Namun pada kenyatannya dilapangan masih banyak cabang dari Bank Himbara tersebut belum mengetahui perihal penggunaan KKP ini. Maka dirasa perlu untuk pihak Bank Himbara untuk mensosialisasikan KKP kepada semua lini cabang dan kantor kas lainnya agar pelaksanaan KKP ini berjalan dengan lancar. Penggunaan KKP juga tidak boleh dikenakan biaya sur-charge sama sekali dikarenakan pembebanan biaya tersebut akan masuk sebagai belanja Pemerintah lain-lain. Untuk pengenaan biaya sur-charge sendiri telah dilarang Oleh Bank Indonesia agar pihak Merchant tidak mengenakannya ke Konsumen. Untuk itu khusus KKP tidak boleh dikenakan biaya sur-charge sama sekali.

Apakah Bank diuntungkan mengenai hal ini? tentu saja ya. Uang Persediaan yang tadinya dikelola manual dalam bentuk saldo rekening debet kini sebagiannya beralih fungsi menjadi Kartu Kredit. Untuk Bank penyedia Kartu Kredit hal ini akan membantu mereka dalam mengelola target mereka.

Lalu bagaimana dengan Bank yang tidak mempunyai sistem Kartu Kredit?

Bank tersebut dapat melakukan kerjasama dengan metode co-branding dengan Bank Himbara dan tanpa dibebani biaya kecuali biaya materai.

Apakah jika Bank yang tidak melangsungkan co-branding akan terkena dampak?

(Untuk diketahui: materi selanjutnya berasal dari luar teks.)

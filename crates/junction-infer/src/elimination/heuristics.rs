//! Greedy scoring heuristics.

use std::cmp::Ordering;

use super::{not_ready, EliminationGraph, EliminationSequenceStrategy, EliminationStep};
use crate::error::Result;
use crate::graph::{DomainSizes, NodeId, UndiGraph};

/// Shared state handling for the greedy strategies: each only differs in
/// how it scores a candidate node.
macro_rules! greedy_strategy {
    ($ty:ident, $name:literal, |$graph:ident, $node:ident| $score:expr) => {
        impl $ty {
            pub fn new() -> Self {
                Self { graph: None }
            }
        }

        impl Default for $ty {
            fn default() -> Self {
                Self::new()
            }
        }

        impl EliminationSequenceStrategy for $ty {
            fn set_graph(&mut self, graph: &UndiGraph, domain_sizes: &DomainSizes) -> Result<()> {
                self.graph = Some(EliminationGraph::new(graph, domain_sizes)?);
                Ok(())
            }

            fn next_node_to_eliminate(&self) -> Result<NodeId> {
                let $graph = self.graph.as_ref().ok_or_else(|| not_ready($name))?;
                $graph
                    .argmin(|$node| $score)
                    .ok_or_else(|| not_ready($name))
            }

            fn eliminate(&mut self, node: NodeId) -> Result<EliminationStep> {
                self.graph
                    .as_mut()
                    .ok_or_else(|| not_ready($name))?
                    .eliminate(node)
            }

            fn is_exhausted(&self) -> bool {
                self.graph.as_ref().map_or(true, |g| g.is_empty())
            }

            fn clear(&mut self) {
                self.graph = None;
            }

            fn name(&self) -> &'static str {
                $name
            }
        }
    };
}

/// Eliminate the node with the fewest remaining neighbours.
#[derive(Debug, Clone)]
pub struct MinDegree {
    graph: Option<EliminationGraph>,
}

greedy_strategy!(MinDegree, "min-degree", |g, node| g.degree(node));

/// Eliminate the node whose elimination adds the fewest fill-ins.
#[derive(Debug, Clone)]
pub struct MinFill {
    graph: Option<EliminationGraph>,
}

greedy_strategy!(MinFill, "min-fill", |g, node| g.fill_count(node));

/// Min-fill where each fill-in `ab` costs `dom(a)·dom(b)`; ties go to the
/// lighter elimination clique.
#[derive(Debug, Clone)]
pub struct WeightedMinFill {
    graph: Option<EliminationGraph>,
}

greedy_strategy!(WeightedMinFill, "weighted-min-fill", |g, node| Score(
    g.weighted_fill(node),
    g.clique_weight(node)
));

/// Simplicial nodes first, otherwise the lightest elimination clique.
#[derive(Debug, Clone)]
pub struct MinWeight {
    graph: Option<EliminationGraph>,
}

greedy_strategy!(MinWeight, "min-weight", |g, node| Score(
    if g.is_simplicial(node) { 0.0 } else { 1.0 },
    g.clique_weight(node)
));

/// Lexicographic pair of floating-point costs.
#[derive(Debug, Clone, Copy, PartialEq)]
struct Score(f64, f64);

impl PartialOrd for Score {
    fn partial_cmp(&self, other: &Self) -> Option<Ordering> {
        match self.0.partial_cmp(&other.0)? {
            Ordering::Equal => self.1.partial_cmp(&other.1),
            ord => Some(ord),
        }
    }
}
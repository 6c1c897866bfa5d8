//! Memoizing executor for table operations.
//!
//! Every table taking part in inference gets a [`TableId`]. An operation is
//! identified by its kind, operator and input ids, so two requests for the
//! same combination or projection within one run share one result:
//!
//! ```text
//! combine(Product, {#3, #7})      -> #12   computed
//! combine(Product, {#7, #3})      -> #12   memo hit
//! project(Sum, #12, remove [4])   -> #13   computed
//! ```
//!
//! Concurrent requests for the same key wait on a per-key slot, so an
//! operation is computed at most once even under parallel propagation.

use std::collections::HashMap;
use std::sync::atomic::{AtomicU64, AtomicUsize, Ordering};
use std::sync::Arc;

use parking_lot::Mutex;

use crate::error::Result;
use crate::graph::NodeId;
use crate::potential::{CombineOp, Potential, ProjectOp};

/// Identity of a table inside a [`Scheduler`].
#[derive(Debug, Clone, Copy, PartialEq, Eq, Hash, PartialOrd, Ord)]
pub struct TableId(u64);

impl std::fmt::Display for TableId {
    fn fmt(&self, f: &mut std::fmt::Formatter<'_>) -> std::fmt::Result {
        write!(f, "#{}", self.0)
    }
}

/// A reference-counted table with its scheduler identity.
#[derive(Debug, Clone)]
pub struct SharedTable {
    id: TableId,
    table: Arc<Potential>,
}

impl SharedTable {
    /// Id used in operation keys.
    pub fn id(&self) -> TableId {
        self.id
    }

    /// Borrow the underlying potential.
    pub fn table(&self) -> &Potential {
        &self.table
    }

    /// Another handle on the same potential.
    pub fn shared(&self) -> Arc<Potential> {
        Arc::clone(&self.table)
    }
}

/// Signature of a table operation.
#[derive(Debug, Clone, PartialEq, Eq, Hash)]
pub enum OperationKey {
    /// Input ids are sorted, so the key ignores argument order.
    Combine { op: CombineOp, inputs: Vec<TableId> },
    /// Removed variables are sorted.
    Project {
        op: ProjectOp,
        input: TableId,
        removed: Vec<NodeId>,
    },
}

impl OperationKey {
    /// Key for combining `inputs` with `op`.
    pub fn combine(op: CombineOp, inputs: &[SharedTable]) -> Self {
        let mut ids: Vec<TableId> = inputs.iter().map(|t| t.id).collect();
        ids.sort_unstable();
        OperationKey::Combine { op, inputs: ids }
    }

    /// Key for projecting `removed` out of `input` with `op`.
    pub fn project(op: ProjectOp, input: &SharedTable, removed: &[NodeId]) -> Self {
        let mut removed = removed.to_vec();
        removed.sort_unstable();
        removed.dedup();
        OperationKey::Project {
            op,
            input: input.id,
            removed,
        }
    }
}

/// Counters reported by [`Scheduler::stats`].
#[derive(Debug, Clone, Copy, Default, PartialEq, Eq)]
pub struct SchedulerStats {
    /// Combine/project operations actually computed.
    pub operations_executed: usize,
    /// Requests answered from the memo table.
    pub memo_hits: usize,
    /// Messages sent between cliques.
    pub messages_computed: usize,
}

type Slot = Arc<Mutex<Option<SharedTable>>>;

/// Allocates table ids and memoizes operations for the current run.
#[derive(Debug, Default)]
pub struct Scheduler {
    next_id: AtomicU64,
    memo: Mutex<HashMap<OperationKey, Slot>>,
    operations: AtomicUsize,
    hits: AtomicUsize,
    messages: AtomicUsize,
}

impl Scheduler {
    pub fn new() -> Self {
        Self::default()
    }

    /// Give `table` a fresh id.
    pub fn register(&self, table: Potential) -> SharedTable {
        SharedTable {
            id: TableId(self.next_id.fetch_add(1, Ordering::Relaxed)),
            table: Arc::new(table),
        }
    }

    /// Start a new run: forget memoized results and reset the counters.
    /// Registered tables keep their ids.
    pub fn begin_run(&self) {
        self.memo.lock().clear();
        self.operations.store(0, Ordering::Relaxed);
        self.hits.store(0, Ordering::Relaxed);
        self.messages.store(0, Ordering::Relaxed);
    }

    /// Number of memoized operations.
    pub fn memo_len(&self) -> usize {
        self.memo.lock().len()
    }

    /// Combine `inputs`; a single input is returned as is.
    pub fn combine(&self, inputs: &[SharedTable], op: CombineOp) -> Result<SharedTable> {
        if let [single] = inputs {
            return Ok(single.clone());
        }
        self.memoize(OperationKey::combine(op, inputs), || {
            let tables: Vec<&Potential> = inputs.iter().map(|t| t.table()).collect();
            Potential::combine_all(&tables, op)
        })
    }

    /// Remove `removed` from `input`; variables not in the table are ignored.
    pub fn project(&self, input: &SharedTable, removed: &[NodeId], op: ProjectOp) -> Result<SharedTable> {
        let present: Vec<NodeId> = removed
            .iter()
            .copied()
            .filter(|&v| input.table().contains(v))
            .collect();
        if present.is_empty() {
            return Ok(input.clone());
        }
        self.memoize(OperationKey::project(op, input, &present), || {
            input.table().project(&present, op)
        })
    }

    /// Run `compute` unless `key` already has a result in this run.
    pub fn memoize<F>(&self, key: OperationKey, compute: F) -> Result<SharedTable>
    where
        F: FnOnce() -> Result<Potential>,
    {
        let slot = Arc::clone(self.memo.lock().entry(key).or_default());
        let mut guard = slot.lock();
        if let Some(table) = guard.as_ref() {
            self.hits.fetch_add(1, Ordering::Relaxed);
            return Ok(table.clone());
        }
        let table = self.register(compute()?);
        self.operations.fetch_add(1, Ordering::Relaxed);
        *guard = Some(table.clone());
        Ok(table)
    }

    pub(crate) fn note_message(&self) {
        self.messages.fetch_add(1, Ordering::Relaxed);
    }

    /// Counters accumulated since construction.
    pub fn stats(&self) -> SchedulerStats {
        SchedulerStats {
            operations_executed: self.operations.load(Ordering::Relaxed),
            memo_hits: self.hits.load(Ordering::Relaxed),
            messages_computed: self.messages.load(Ordering::Relaxed),
        }
    }
}

#[cfg(test)]
mod tests {
    use super::*;
    use rayon::prelude::*;

    fn tables(s: &Scheduler) -> (SharedTable, SharedTable) {
        let a = Potential::from_vec(vec![0], &[2], vec![0.4, 0.6]).unwrap();
        let b = Potential::from_vec(vec![0, 1], &[2, 2], vec![0.9, 0.1, 0.3, 0.7]).unwrap();
        (s.register(a), s.register(b))
    }

    #[test]
    fn test_combine_is_memoized_regardless_of_order() {
        let s = Scheduler::new();
        let (a, b) = tables(&s);
        let ab = s.combine(&[a.clone(), b.clone()], CombineOp::Product).unwrap();
        let ba = s.combine(&[b, a], CombineOp::Product).unwrap();
        assert_eq!(ab.id(), ba.id());
        assert_eq!(s.stats().operations_executed, 1);
        assert_eq!(s.stats().memo_hits, 1);
    }

    #[test]
    fn test_projection_key_and_shortcuts() {
        let s = Scheduler::new();
        let (a, b) = tables(&s);
        let m1 = s.project(&b, &[0, 9], ProjectOp::Sum).unwrap();
        let m2 = s.project(&b, &[0], ProjectOp::Sum).unwrap();
        assert_eq!(m1.id(), m2.id());
        let m3 = s.project(&b, &[0], ProjectOp::Max).unwrap();
        assert_ne!(m1.id(), m3.id());

        // nothing to remove, single input: no work
        assert_eq!(s.project(&a, &[7], ProjectOp::Sum).unwrap().id(), a.id());
        assert_eq!(s.combine(&[a.clone()], CombineOp::Product).unwrap().id(), a.id());
        assert_eq!(s.stats().operations_executed, 2);
    }

    #[test]
    fn test_begin_run_clears_memo() {
        let s = Scheduler::new();
        let (a, b) = tables(&s);
        let first = s.combine(&[a.clone(), b.clone()], CombineOp::Product).unwrap();
        s.begin_run();
        assert_eq!(s.memo_len(), 0);
        let second = s.combine(&[a, b], CombineOp::Product).unwrap();
        assert_ne!(first.id(), second.id());
        assert_eq!(s.stats().operations_executed, 1);
    }

    #[test]
    fn test_concurrent_requests_compute_once() {
        let s = Scheduler::new();
        let (a, b) = tables(&s);
        let ids: Vec<TableId> = (0..64)
            .into_par_iter()
            .map(|_| {
                s.combine(&[a.clone(), b.clone()], CombineOp::Product)
                    .unwrap()
                    .id()
            })
            .collect();
        assert!(ids.iter().all(|&id| id == ids[0]));
        assert_eq!(s.stats().operations_executed, 1);
        assert_eq!(s.stats().memo_hits, 63);
    }
}
#[cfg(test)]
mod tests {
    use super::*;
    use approx::assert_abs_diff_eq;

    fn pxy() -> Potential {
        Potential::from_vec(vec![0, 1], &[2, 2], vec![0.1, 0.2, 0.3, 0.4]).unwrap()
    }

    #[test]
    fn test_creation_checks() {
        assert!(Potential::from_vec(vec![0], &[2], vec![1.0]).is_err());
        assert!(Potential::from_vec(vec![0, 0], &[2, 2], vec![0.0; 4]).is_err());
        let p = pxy();
        assert_eq!(p.dims(), &[2, 2]);
        assert_eq!(p.domain_size(1), Some(2));
    }

    #[test]
    fn test_combine_shared_variable() {
        // φ(0,1) × ψ(1,2)
        let a = pxy();
        let b = Potential::from_vec(vec![1, 2], &[2, 3], vec![1.0, 2.0, 3.0, 4.0, 5.0, 6.0])
            .unwrap();
        let c = a.combine(&b, CombineOp::Product).unwrap();
        assert_eq!(c.variables(), &[0, 1, 2]);
        assert_eq!(c.dims(), &[2, 2, 3]);

        let mut inst = c.instantiation();
        while !inst.is_end() {
            let expected = a.get(&inst).unwrap() * b.get(&inst).unwrap();
            assert_abs_diff_eq!(c.get(&inst).unwrap(), expected, epsilon = 1e-12);
            inst.inc();
        }
    }

    #[test]
    fn test_combine_reversed_axes() {
        let a = pxy();
        let b = Potential::from_vec(vec![1, 0], &[2, 2], vec![1.0, 2.0, 3.0, 4.0]).unwrap();
        let c = a.combine(&b, CombineOp::Sum).unwrap();
        assert_eq!(c.variables(), &[0, 1]);
        // c[x,y] = a[x,y] + b[y,x]
        assert_abs_diff_eq!(c.values()[[0, 1]], 0.2 + 3.0, epsilon = 1e-12);
        assert_abs_diff_eq!(c.values()[[1, 0]], 0.3 + 2.0, epsilon = 1e-12);
    }

    #[test]
    fn test_combine_disjoint_is_outer_product() {
        let a = Potential::from_vec(vec![0], &[2], vec![0.6, 0.4]).unwrap();
        let b = Potential::from_vec(vec![1], &[3], vec![0.2, 0.3, 0.5]).unwrap();
        let c = a.combine(&b, CombineOp::Product).unwrap();
        assert_eq!(c.len(), 6);
        assert_abs_diff_eq!(c.values()[[1, 2]], 0.4 * 0.5, epsilon = 1e-12);
        assert_abs_diff_eq!(c.sum(), 1.0, epsilon = 1e-12);
    }

    #[test]
    fn test_combine_domain_mismatch() {
        let a = pxy();
        let b = Potential::from_vec(vec![1], &[3], vec![1.0; 3]).unwrap();
        let err = a.combine(&b, CombineOp::Product).unwrap_err();
        assert!(matches!(
            err,
            PgmError::DomainMismatch {
                var: 1,
                left: 2,
                right: 3
            }
        ));
    }

    #[test]
    fn test_neutral_fast_path() {
        let a = pxy();
        let one = Potential::neutral(CombineOp::Product);
        assert_eq!(a.combine(&one, CombineOp::Product).unwrap(), a);
        assert_eq!(one.combine(&a, CombineOp::Product).unwrap(), a);
        let zero = Potential::neutral(CombineOp::Sum);
        assert_eq!(zero.combine(&a, CombineOp::Sum).unwrap(), a);
    }

    #[test]
    fn test_project() {
        let p = pxy();
        let m = p.project(&[1], ProjectOp::Sum).unwrap();
        assert_eq!(m.variables(), &[0]);
        assert_abs_diff_eq!(m.values()[[0]], 0.3, epsilon = 1e-12);
        assert_abs_diff_eq!(m.values()[[1]], 0.7, epsilon = 1e-12);

        let mx = p.project(&[0], ProjectOp::Max).unwrap();
        assert_eq!(mx.variables(), &[1]);
        assert_abs_diff_eq!(mx.values()[[0]], 0.3, epsilon = 1e-12);
        assert_abs_diff_eq!(mx.values()[[1]], 0.4, epsilon = 1e-12);

        let s = p.project(&[0, 1], ProjectOp::Sum).unwrap();
        assert!(s.is_scalar());
        assert_abs_diff_eq!(s.scalar_value().unwrap(), 1.0, epsilon = 1e-12);

        // absent variables are ignored
        assert_eq!(p.project(&[9], ProjectOp::Sum).unwrap(), p);
    }

    #[test]
    fn test_log_domain_projection_matches_linear() {
        let p = pxy();
        let linear = p.project(&[0], ProjectOp::Sum).unwrap();
        let log = p.to_log().project(&[0], ProjectOp::LogSumExp).unwrap();
        for (a, b) in linear.values().iter().zip(log.values().iter()) {
            assert_abs_diff_eq!(a.ln(), *b, epsilon = 1e-12);
        }
    }

    #[test]
    fn test_reduce_and_reorder() {
        let p = pxy();
        let r = p.reduce(1, 1).unwrap();
        assert_eq!(r.variables(), &[0]);
        assert_abs_diff_eq!(r.values()[[0]], 0.2, epsilon = 1e-12);
        assert_abs_diff_eq!(r.values()[[1]], 0.4, epsilon = 1e-12);
        assert!(p.reduce(1, 2).is_err());

        let t = p.reorder(&[1, 0]).unwrap();
        assert_abs_diff_eq!(t.values()[[1, 0]], 0.2, epsilon = 1e-12);
        assert!(p.approx_eq(&t, 1e-12));
    }

    #[test]
    fn test_normalize() {
        let mut p = Potential::from_vec(vec![0], &[2], vec![2.0, 6.0]).unwrap();
        assert_abs_diff_eq!(p.normalize(), 8.0, epsilon = 1e-12);
        assert_abs_diff_eq!(p.values()[[1]], 0.75, epsilon = 1e-12);

        let mut zero = Potential::filled(vec![0], &[2], 0.0).unwrap();
        assert_eq!(zero.normalize(), 0.0);

        let mut log = Potential::from_vec(vec![0], &[2], vec![2.0, 6.0])
            .unwrap()
            .to_log();
        assert_abs_diff_eq!(log.normalize_log(), 8.0f64.ln(), epsilon = 1e-12);
        let back = log.to_linear();
        assert_abs_diff_eq!(back.values()[[0]] / back.values()[[1]], 1.0 / 3.0, epsilon = 1e-12);
    }

    #[test]
    fn test_combine_all_matches_sequential() {
        let a = Potential::from_vec(vec![0], &[2], vec![0.5, 0.5]).unwrap();
        let b = pxy();
        let c = Potential::from_vec(vec![1, 2], &[2, 2], vec![0.9, 0.1, 0.2, 0.8]).unwrap();
        let all = Potential::combine_all(&[&a, &b, &c], CombineOp::Product).unwrap();
        let seq = a
            .combine(&b, CombineOp::Product)
            .unwrap()
            .combine(&c, CombineOp::Product)
            .unwrap();
        assert!(all.approx_eq(&seq, 1e-12));
        let empty = Potential::combine_all(&[], CombineOp::Product).unwrap();
        assert_eq!(empty.scalar_value(), Some(1.0));
    }

    #[test]
    fn test_iter_and_set() {
        let mut p = pxy();
        let entries: Vec<_> = p.iter().collect();
        assert_eq!(entries[2], (vec![1, 0], 0.3));

        let mut inst = p.instantiation();
        inst.set_state(0, 1).unwrap();
        inst.set_state(1, 1).unwrap();
        p.set(&inst, 9.0).unwrap();
        assert_eq!(p.get(&inst).unwrap(), 9.0);
    }
}
//! Conversion to binary join trees.
//!
//! Some propagation schemes need every clique to have at most two children.
//! A clique with more children is split by repeatedly pulling two of them
//! under a new synthetic node holding the union of their separators.

use std::collections::{BTreeMap, BTreeSet, VecDeque};

use tracing::debug;

use super::JunctionTree;
use crate::error::{PgmError, Result};
use crate::graph::{CliqueGraph, CliqueId, DomainSizes, NodeId};

/// Turns a junction tree into one where every node has at most two children.
#[derive(Debug, Clone, Copy, Default)]
pub struct BinaryJoinTreeConverter;

impl BinaryJoinTreeConverter {
    pub fn new() -> Self {
        Self
    }

    /// Binarize `tree` rooted at `roots`.
    ///
    /// At most one root per connected component; components without one are
    /// rooted at their smallest clique. The pair of children merged first is
    /// the one whose separator union has the smallest domain product.
    pub fn convert(
        &self,
        tree: &JunctionTree,
        domain_sizes: &DomainSizes,
        roots: &[CliqueId],
    ) -> Result<JunctionTree> {
        let roots = Self::check_roots(tree, roots)?;
        let mut graph = tree.clique_graph().clone();
        let before = graph.size();

        for &root in &roots {
            let order = Self::top_down(&graph, root);
            let mut parent_of: BTreeMap<CliqueId, Option<CliqueId>> =
                order.iter().copied().collect();
            for (node, _) in order {
                let parent = parent_of.get(&node).copied().flatten();
                let mut children: Vec<CliqueId> =
                    graph.neighbours(node).filter(|&n| Some(n) != parent).collect();
                while children.len() > 2 {
                    let (i, j, union) = Self::cheapest_pair(&graph, node, &children, domain_sizes)?;
                    let b = children.remove(j);
                    let a = children.remove(i);
                    let synthetic = graph.add_clique(union);
                    graph.remove_edge(node, a);
                    graph.remove_edge(node, b);
                    graph.add_edge(node, synthetic)?;
                    graph.add_edge(synthetic, a)?;
                    graph.add_edge(synthetic, b)?;
                    parent_of.insert(a, Some(synthetic));
                    parent_of.insert(b, Some(synthetic));
                    children.push(synthetic);
                }
            }
        }

        debug!(
            added = graph.size() - before,
            roots = roots.len(),
            "binary join tree"
        );
        Ok(JunctionTree::from_parts(
            graph,
            tree.created.clone(),
            tree.domain_sizes().clone(),
            roots,
        ))
    }

    /// True when every node has at most two children under `roots`.
    pub fn is_binary(tree: &JunctionTree, roots: &[CliqueId]) -> bool {
        let graph = tree.clique_graph();
        roots.iter().all(|&root| {
            Self::top_down(graph, root).into_iter().all(|(node, parent)| {
                graph.neighbours(node).filter(|&n| Some(n) != parent).count() <= 2
            })
        })
    }

    fn check_roots(tree: &JunctionTree, roots: &[CliqueId]) -> Result<Vec<CliqueId>> {
        let components = tree.clique_graph().connected_components();
        let mut component_of = BTreeMap::new();
        for (index, component) in components.iter().enumerate() {
            for &id in component {
                component_of.insert(id, index);
            }
        }

        let mut chosen: BTreeMap<usize, CliqueId> = BTreeMap::new();
        for &root in roots {
            let component = *component_of.get(&root).ok_or_else(|| {
                PgmError::InvalidRoots(format!("clique {} is not in the tree", root))
            })?;
            if let Some(other) = chosen.insert(component, root) {
                return Err(PgmError::InvalidRoots(format!(
                    "cliques {} and {} are in the same component",
                    other, root
                )));
            }
        }
        for (index, component) in components.iter().enumerate() {
            if let Some(&smallest) = component.iter().min() {
                chosen.entry(index).or_insert(smallest);
            }
        }
        Ok(chosen.into_values().collect())
    }

    /// Breadth-first `(node, parent)` pairs from `root`.
    fn top_down(graph: &CliqueGraph, root: CliqueId) -> Vec<(CliqueId, Option<CliqueId>)> {
        let mut order = Vec::new();
        let mut seen = BTreeSet::from([root]);
        let mut queue = VecDeque::from([(root, None)]);
        while let Some((node, parent)) = queue.pop_front() {
            order.push((node, parent));
            for n in graph.neighbours(node) {
                if seen.insert(n) {
                    queue.push_back((n, Some(node)));
                }
            }
        }
        order
    }

    fn cheapest_pair(
        graph: &CliqueGraph,
        node: CliqueId,
        children: &[CliqueId],
        domain_sizes: &DomainSizes,
    ) -> Result<(usize, usize, BTreeSet<NodeId>)> {
        let separators = children
            .iter()
            .map(|&c| graph.separator(node, c))
            .collect::<Result<Vec<_>>>()?;

        let mut best: Option<(usize, usize, BTreeSet<NodeId>, f64)> = None;
        for i in 0..children.len() {
            for j in (i + 1)..children.len() {
                let union: BTreeSet<NodeId> =
                    separators[i].union(&separators[j]).copied().collect();
                let cost: f64 = union
                    .iter()
                    .map(|v| domain_sizes.get(v).copied().unwrap_or(1) as f64)
                    .product();
                if best.as_ref().map_or(true, |b| cost < b.3) {
                    best = Some((i, j, union, cost));
                }
            }
        }
        best.map(|(i, j, union, _)| (i, j, union))
            .ok_or_else(|| PgmError::OperationNotAllowed("fewer than two children".to_string()))
    }
}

Dalam PMK Nomor 196/PMK.05/2018 telah tegas disebutkan bahwa satker yang telah memenuhi persyaratan harus menggunakan KKP pada tanggal 1 Juli 2019. bagi satker yang akan menggunakan KKP tetapi Bank dimana rekening operasionalnya tidak menyediakan fasilitas KKP, Satker tersebut dapat mengajukan pindah Bank Operasional kepada Bank Himbara/bank yang menyediakan fasilitas KKP. Hal tersebut berarti memindahkan buku rekening Bendahara Pengeluaran ke rekening dengan fasilitas KKP. Pihak Bank sebaiknya serius menanggapi hal tersebut karna dana yang ada pada Satker pasti besar jumlahnya sesuai dana operasional masing-masing Kementerian Negara/Lembaga.